Les minutes s’écoulent, interminables… Elle regarde son bagage qui lui paraît à présent très lourd. Un nœud au ventre, c’est à son tour de poser la valise à côté de l’hôtesse ! Tout est enregistré en cinq minutes. Il lui reste un peu moins d’une heure avant l’embarquement. Elle doit passer à présent la sécurité, un moment qu’elle déteste par-dessus tout. L’atmosphère du lieu immense, contraste avec celle qu’elle vient de quitter : une quinzaine de tapis roulants pilotés à leurs bouts par des douaniers assis devant leur écran, passant au scanner chaque passager et des agents de sécurité aux sorties, supervisant tout ce mouvement à la fois mécanique et humain. Il y règne une agitation de fourmilière. Ariane aperçoit le jeune garçon et sa mère, qui passent les portiques et semblent ne jamais avoir arrêté leur conversation depuis le café. Ils avancent, indifférents aux bruits ambiants comme protégés par une bulle invisible. Elle est émue, s’imagine avec son fils, intarissables sur les événements et histoires que chacun aura vécu séparément pendant les deux longues années.
Au moment de poser sa valise, Ariane subit une montée d’adrénaline. En accéléré, elle en fait défiler le contenu. La sueur perle sur son front. Chaque passager semble devenir un danger potentiel. En regardant furtivement ses mains, elle en perçoit un léger tremblement. Elle avance jusqu’au portique, vide ses poches, dépose son sac de cabine. Elle voudrait se faire toute petite, être une souris, ne plus sentir le regard des agents sur elle. Son visage se vide de toute expression. Elle continue d’avancer mécaniquement, puis se rend compte qu’on l’appelle. Une femme au contrôle lui fait signe. Son cœur se met à battre la chamade. Instantanément, la peur l’étreint, tout son sang reflux vers sa poitrine. Des questions fusent dans son esprit : pourquoi m’appelle-t-elle ? qu’ai-je fait ? j'ai peut -être des objets interdits ? et je si ratais l’avion, et si… La femme lui montre la bouteille d’eau ainsi qu’un flacon de sirop d’érable qu’elle destinait à son fils. Elle doit s’en séparer. Soupir de soulagement. Tant pis pour le petit souvenir d’enfance ! Ariane s’excuse comme prise en faute, puis récupère rapidement les affaires. Enfin, elle est passée de l’autre côté !

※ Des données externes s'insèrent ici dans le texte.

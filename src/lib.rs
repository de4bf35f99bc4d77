pub mod config;
pub mod error;
pub mod http;
pub mod session;
pub mod speech;

pub use config::Config;
pub use error::TranscribeError;
pub use http::{create_router, AppState};
pub use session::{spawn_expiry_sweeper, SessionStore, UploadSession};
pub use speech::{
    AudioEncoding, ChunkReceipt, ChunkUpload, DecodingConfig, HttpSpeechClient,
    RecognizedSegment, SpeechRecognizer, SpeechServiceError, TranscriptionDispatcher,
    TranscriptionRequest, TranscriptionService,
};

Les écrans du hall d’attente indiquent presque 17 h. Il lui reste à peine un quart d’heure avant d’embarquer. Cette fois, c’est le vol et sa durée qui la stressent. Elle rejoint un banc isolé, s’assoit. Elle se sent vidée de toute énergie mais la pensée de revoir son fils très bientôt la conforte. Son trajet jusqu’à Miami dure un peu plus de trois heures, presque le même temps qu’elle vient de passer dans cette ruche humaine. Elle a la sensation d’avoir fait un mauvais marathon. A peine assise, un appel au micro l’invite à rejoindre la porte d’embarquement. Avant d’éteindre son téléphone, elle consulte sa messagerie, la referme les yeux brillants, puis se lève.